Exercise materials below:

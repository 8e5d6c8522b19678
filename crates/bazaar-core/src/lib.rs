//! # bazaar-core: Pure Cart Logic for Bazaar
//!
//! This crate is the heart of the Bazaar cart. It contains the cart's domain
//! types and mutation rules as pure functions with zero I/O dependencies.
//!
//! ## Architecture Position
//! ```text
//! ┌─────────────────────────────────────────────────────────────────────────┐
//! │                        Bazaar Cart Architecture                         │
//! │                                                                         │
//! │  ┌─────────────────────────────────────────────────────────────────┐   │
//! │  │                 Storefront UI (external)                        │   │
//! │  │    Catalog screen ──► Cart screen ──► Checkout                  │   │
//! │  └─────────────────────────────┬───────────────────────────────────┘   │
//! │                                │                                        │
//! │  ┌─────────────────────────────▼───────────────────────────────────┐   │
//! │  │                    bazaar-cart (CartStore)                      │   │
//! │  │    provider scope, hydration, persist-on-mutation              │   │
//! │  └─────────────────────────────┬───────────────────────────────────┘   │
//! │                                │                                        │
//! │  ┌─────────────────────────────▼───────────────────────────────────┐   │
//! │  │               ★ bazaar-core (THIS CRATE) ★                      │   │
//! │  │                                                                 │   │
//! │  │   ┌───────────────┐        ┌───────────────────────────┐       │   │
//! │  │   │    types      │        │           cart            │       │   │
//! │  │   │  Product      │        │  add / increment /        │       │   │
//! │  │   │  ProductDraft │        │  decrement rules          │       │   │
//! │  │   └───────────────┘        └───────────────────────────┘       │   │
//! │  │                                                                 │   │
//! │  │   NO I/O • NO STORAGE • NO NETWORK • PURE FUNCTIONS            │   │
//! │  └─────────────────────────────────────────────────────────────────┘   │
//! └─────────────────────────────────────────────────────────────────────────┘
//! ```
//!
//! ## Modules
//!
//! - [`types`] - Domain types (Product, ProductDraft)
//! - [`cart`] - The ordered cart container and its mutation rules
//!
//! ## Design Principles
//!
//! 1. **Pure Functions**: Every mutation is deterministic - same input = same output
//! 2. **No I/O**: Storage, network, file system access is FORBIDDEN here
//! 3. **Id Uniqueness**: No two cart entries ever share an id
//! 4. **Quantity Floor**: Quantities never drop below 1; items are never removed

// =============================================================================
// Module Declarations
// =============================================================================

pub mod cart;
pub mod types;

// =============================================================================
// Re-exports for Convenience
// =============================================================================
// These allow users to do `use bazaar_core::Cart` instead of
// `use bazaar_core::cart::Cart`

pub use cart::Cart;
pub use types::{Product, ProductDraft};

End of Exercise materials.

▸ **Required action**: Search the entries for the word "Architecture" and show every line that has it.

▸ **Answer to this task**:
//! ## Architecture Position
//! │                        Bazaar Cart Architecture                         │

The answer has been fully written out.